> **TASK DETAILS**
Return the records verbatim.

───── DATA SUPPLIED

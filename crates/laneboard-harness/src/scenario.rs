//! Replay scenario format.
//!
//! ```json
//! {
//!   "board": { "lanes": [...], "cards": [...], "wip_limits": { "todo": 2 } },
//!   "scene": { "viewport": { "x": 0, "y": 0, "width": 700, "height": 500 },
//!              "lane_width": 300, "gap": 20 },
//!   "steps": [
//!     { "op": "touch_start", "card": "C1", "touch": 1, "x": 100, "y": 100 },
//!     { "op": "touch_move", "touch": 1, "x": 690, "y": 100 },
//!     { "op": "frames", "count": 20 },
//!     { "op": "touch_end", "touch": 1, "x": 690, "y": 100 },
//!     { "op": "flush" }
//!   ]
//! }
//! ```

use std::path::Path;

use laneboard_core::{BoardConfig, BoardSeed, CardId, LaneId, Rect};
use serde::{Deserialize, Serialize};

use crate::error::{HarnessError, Result};

#[derive(Debug, Clone, PartialEq, Serialize, Deserialize)]
pub struct Scenario {
    #[serde(default)]
    pub config: Option<BoardConfig>,
    pub board: BoardSeed,
    #[serde(default)]
    pub scene: SceneSpec,
    /// Card ids passed to the board as its pre-filtered list.
    #[serde(default)]
    pub filter: Option<Vec<CardId>>,
    #[serde(default)]
    pub steps: Vec<Step>,
}

impl Scenario {
    pub fn from_json_str(s: &str) -> Result<Self> {
        Ok(serde_json::from_str(s)?)
    }

    pub fn from_file(path: impl AsRef<Path>) -> Result<Self> {
        let path = path.as_ref();
        let content = std::fs::read_to_string(path).map_err(|e| HarnessError::io(path, e))?;
        Self::from_json_str(&content)
    }
}

/// Geometry of the generated lane strip.
#[derive(Debug, Clone, Copy, PartialEq, Serialize, Deserialize)]
#[serde(default)]
pub struct SceneSpec {
    pub viewport: Rect,
    pub lane_width: f64,
    pub gap: f64,
}

impl Default for SceneSpec {
    fn default() -> Self {
        Self {
            viewport: Rect::new(0.0, 0.0, 1280.0, 720.0),
            lane_width: 300.0,
            gap: 16.0,
        }
    }
}

/// One scripted host event.
#[derive(Debug, Clone, PartialEq, Serialize, Deserialize)]
#[serde(tag = "op", rename_all = "snake_case")]
pub enum Step {
    PointerStart { card: CardId },
    PointerOver { lane: Option<LaneId> },
    PointerDrop { lane: Option<LaneId> },
    PointerEnd,
    TouchStart { card: CardId, touch: u64, x: f64, y: f64 },
    TouchMove { touch: u64, x: f64, y: f64 },
    TouchEnd { touch: u64, x: f64, y: f64 },
    TouchCancel { touch: u64 },
    /// Deliver up to `count` pending animation frames.
    Frames { count: u32 },
    /// Send queued moves to the store and complete them.
    Flush,
    /// Make the store reject following moves.
    Reject { reason: String },
    Accept,
    Refresh,
    Cancel,
    CreateCard { lane: LaneId },
    OpenCard { card: CardId },
}

#[cfg(test)]
mod tests {
    use super::*;

    #[test]
    fn parses_minimal_scenario_with_defaults() {
        let scenario = Scenario::from_json_str(
            r#"{
                "board": {
                    "lanes": [{ "id": "todo", "title": "Todo", "position": 0 }],
                    "cards": []
                },
                "steps": [{ "op": "pointer_end" }, { "op": "frames", "count": 3 }]
            }"#,
        )
        .unwrap();
        assert_eq!(scenario.scene, SceneSpec::default());
        assert_eq!(scenario.config, None);
        assert_eq!(scenario.steps, vec![Step::PointerEnd, Step::Frames { count: 3 }]);
    }

    #[test]
    fn unknown_op_is_rejected() {
        let error = Scenario::from_json_str(r#"{ "board": {}, "steps": [{ "op": "teleport" }] }"#)
            .unwrap_err();
        assert!(matches!(error, HarnessError::Json(_)));
    }
}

──────────

> **ANSWER**
filename crates/laneboard-harness/src/scenario.rs
//! Replay scenario format.
//!
//! ```json
//! {
//!   "board": { "lanes": [...], "cards": [...], "wip_limits": { "todo": 2 } },
//!   "scene": { "viewport": { "x": 0, "y": 0, "width": 700, "height": 500 },
//!              "lane_width": 300, "gap": 20 },
//!   "steps": [
//!     { "op": "touch_start", "card": "C1", "touch": 1, "x": 100, "y": 100 },
//!     { "op": "touch_move", "touch": 1, "x": 690, "y": 100 },
//!     { "op": "frames", "count": 20 },
//!     { "op": "touch_end", "touch": 1, "x": 690, "y": 100 },
//!     { "op": "flush" }
//!   ]
//! }
//! ```

use std::path::Path;

use laneboard_core::{BoardConfig, BoardSeed, CardId, LaneId, Rect};
use serde::{Deserialize, Serialize};

use crate::error::{HarnessError, Result};

#[derive(Debug, Clone, PartialEq, Serialize, Deserialize)]
pub struct Scenario {
    #[serde(default)]
    pub config: Option<BoardConfig>,
    pub board: BoardSeed,
    #[serde(default)]
    pub scene: SceneSpec,
    /// Card ids passed to the board as its pre-filtered list.
    #[serde(default)]
    pub filter: Option<Vec<CardId>>,
    #[serde(default)]
    pub steps: Vec<Step>,
}

impl Scenario {
    pub fn from_json_str(s: &str) -> Result<Self> {
        Ok(serde_json::from_str(s)?)
    }

    pub fn from_file(path: impl AsRef<Path>) -> Result<Self> {
        let path = path.as_ref();
        let content = std::fs::read_to_string(path).map_err(|e| HarnessError::io(path, e))?;
        Self::from_json_str(&content)
    }
}

/// Geometry of the generated lane strip.
#[derive(Debug, Clone, Copy, PartialEq, Serialize, Deserialize)]
#[serde(default)]
pub struct SceneSpec {
    pub viewport: Rect,
    pub lane_width: f64,
    pub gap: f64,
}

impl Default for SceneSpec {
    fn default() -> Self {
        Self {
            viewport: Rect::new(0.0, 0.0, 1280.0, 720.0),
            lane_width: 300.0,
            gap: 16.0,
        }
    }
}

/// One scripted host event.
#[derive(Debug, Clone, PartialEq, Serialize, Deserialize)]
#[serde(tag = "op", rename_all = "snake_case")]
pub enum Step {
    PointerStart { card: CardId },
    PointerOver { lane: Option<LaneId> },
    PointerDrop { lane: Option<LaneId> },
    PointerEnd,
    TouchStart { card: CardId, touch: u64, x: f64, y: f64 },
    TouchMove { touch: u64, x: f64, y: f64 },
    TouchEnd { touch: u64, x: f64, y: f64 },
    TouchCancel { touch: u64 },
    /// Deliver up to `count` pending animation frames.
    Frames { count: u32 },
    /// Send queued moves to the store and complete them.
    Flush,
    /// Make the store reject following moves.
    Reject { reason: String },
    Accept,
    Refresh,
    Cancel,
    CreateCard { lane: LaneId },
    OpenCard { card: CardId },
}

#[cfg(test)]
mod tests {
    use super::*;

    #[test]
    fn parses_minimal_scenario_with_defaults() {
        let scenario = Scenario::from_json_str(
            r#"{
                "board": {
                    "lanes": [{ "id": "todo", "title": "Todo", "position": 0 }],
                    "cards": []
                },
                "steps": [{ "op": "pointer_end" }, { "op": "frames", "count": 3 }]
            }"#,
        )
        .unwrap();
        assert_eq!(scenario.scene, SceneSpec::default());
        assert_eq!(scenario.config, None);
        assert_eq!(scenario.steps, vec![Step::PointerEnd, Step::Frames { count: 3 }]);
    }

    #[test]
    fn unknown_op_is_rejected() {
        let error = Scenario::from_json_str(r#"{ "board": {}, "steps": [{ "op": "teleport" }] }"#)
            .unwrap_err();
        assert!(matches!(error, HarnessError::Json(_)));
    }
}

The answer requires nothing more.